[Assigned task]
In the answer, every entry must appear exactly as given.

Stored items
╭──

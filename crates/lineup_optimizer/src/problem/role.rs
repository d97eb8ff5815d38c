use std::fmt::Display;

use schemars::JsonSchema;
use serde::{Deserialize, Serialize};

#[derive(Serialize, Deserialize, JsonSchema, Debug, Clone, Copy, PartialEq, Eq, Hash)]
#[serde(rename_all = "SCREAMING_SNAKE_CASE")]
pub enum Role {
    #[serde(alias = "BAT")]
    Batter,
    #[serde(alias = "BOWL")]
    Bowler,
    #[serde(alias = "ALL", alias = "ALLROUNDER")]
    AllRounder,
    #[serde(alias = "WK")]
    Wicketkeeper,
}

impl Role {
    pub const VARIANTS: [Role; 4] = [
        Role::Batter,
        Role::Bowler,
        Role::AllRounder,
        Role::Wicketkeeper,
    ];

    /// All-rounders count toward the batting minimum as well as the bowling one.
    pub fn counts_as_batter(&self) -> bool {
        matches!(self, Role::Batter | Role::AllRounder)
    }

    pub fn counts_as_bowler(&self) -> bool {
        matches!(self, Role::Bowler | Role::AllRounder)
    }

    pub fn is_wicketkeeper(&self) -> bool {
        matches!(self, Role::Wicketkeeper)
    }

    pub fn is_allrounder(&self) -> bool {
        matches!(self, Role::AllRounder)
    }

    /// Position of the role in a printed lineup: keeper first, bowlers last.
    pub fn display_order(&self) -> u8 {
        match self {
            Role::Wicketkeeper => 0,
            Role::Batter => 1,
            Role::AllRounder => 2,
            Role::Bowler => 3,
        }
    }

    pub fn short_name(&self) -> &'static str {
        match self {
            Role::Batter => "BAT",
            Role::Bowler => "BOWL",
            Role::AllRounder => "ALL",
            Role::Wicketkeeper => "WK",
        }
    }
}

impl Display for Role {
    fn fmt(&self, f: &mut std::fmt::Formatter<'_>) -> std::fmt::Result {
        write!(f, "{}", self.short_name())
    }
}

╰──

[Solution below]
filename crates/lineup_optimizer/src/problem/role.rs
repository d97eb8ff5815d38c
use std::fmt::Display;

use schemars::JsonSchema;
use serde::{Deserialize, Serialize};

#[derive(Serialize, Deserialize, JsonSchema, Debug, Clone, Copy, PartialEq, Eq, Hash)]
#[serde(rename_all = "SCREAMING_SNAKE_CASE")]
pub enum Role {
    #[serde(alias = "BAT")]
    Batter,
    #[serde(alias = "BOWL")]
    Bowler,
    #[serde(alias = "ALL", alias = "ALLROUNDER")]
    AllRounder,
    #[serde(alias = "WK")]
    Wicketkeeper,
}

impl Role {
    pub const VARIANTS: [Role; 4] = [
        Role::Batter,
        Role::Bowler,
        Role::AllRounder,
        Role::Wicketkeeper,
    ];

    /// All-rounders count toward the batting minimum as well as the bowling one.
    pub fn counts_as_batter(&self) -> bool {
        matches!(self, Role::Batter | Role::AllRounder)
    }

    pub fn counts_as_bowler(&self) -> bool {
        matches!(self, Role::Bowler | Role::AllRounder)
    }

    pub fn is_wicketkeeper(&self) -> bool {
        matches!(self, Role::Wicketkeeper)
    }

    pub fn is_allrounder(&self) -> bool {
        matches!(self, Role::AllRounder)
    }

    /// Position of the role in a printed lineup: keeper first, bowlers last.
    pub fn display_order(&self) -> u8 {
        match self {
            Role::Wicketkeeper => 0,
            Role::Batter => 1,
            Role::AllRounder => 2,
            Role::Bowler => 3,
        }
    }

    pub fn short_name(&self) -> &'static str {
        match self {
            Role::Batter => "BAT",
            Role::Bowler => "BOWL",
            Role::AllRounder => "ALL",
            Role::Wicketkeeper => "WK",
        }
    }
}

impl Display for Role {
    fn fmt(&self, f: &mut std::fmt::Formatter<'_>) -> std::fmt::Result {
        write!(f, "{}", self.short_name())
    }
}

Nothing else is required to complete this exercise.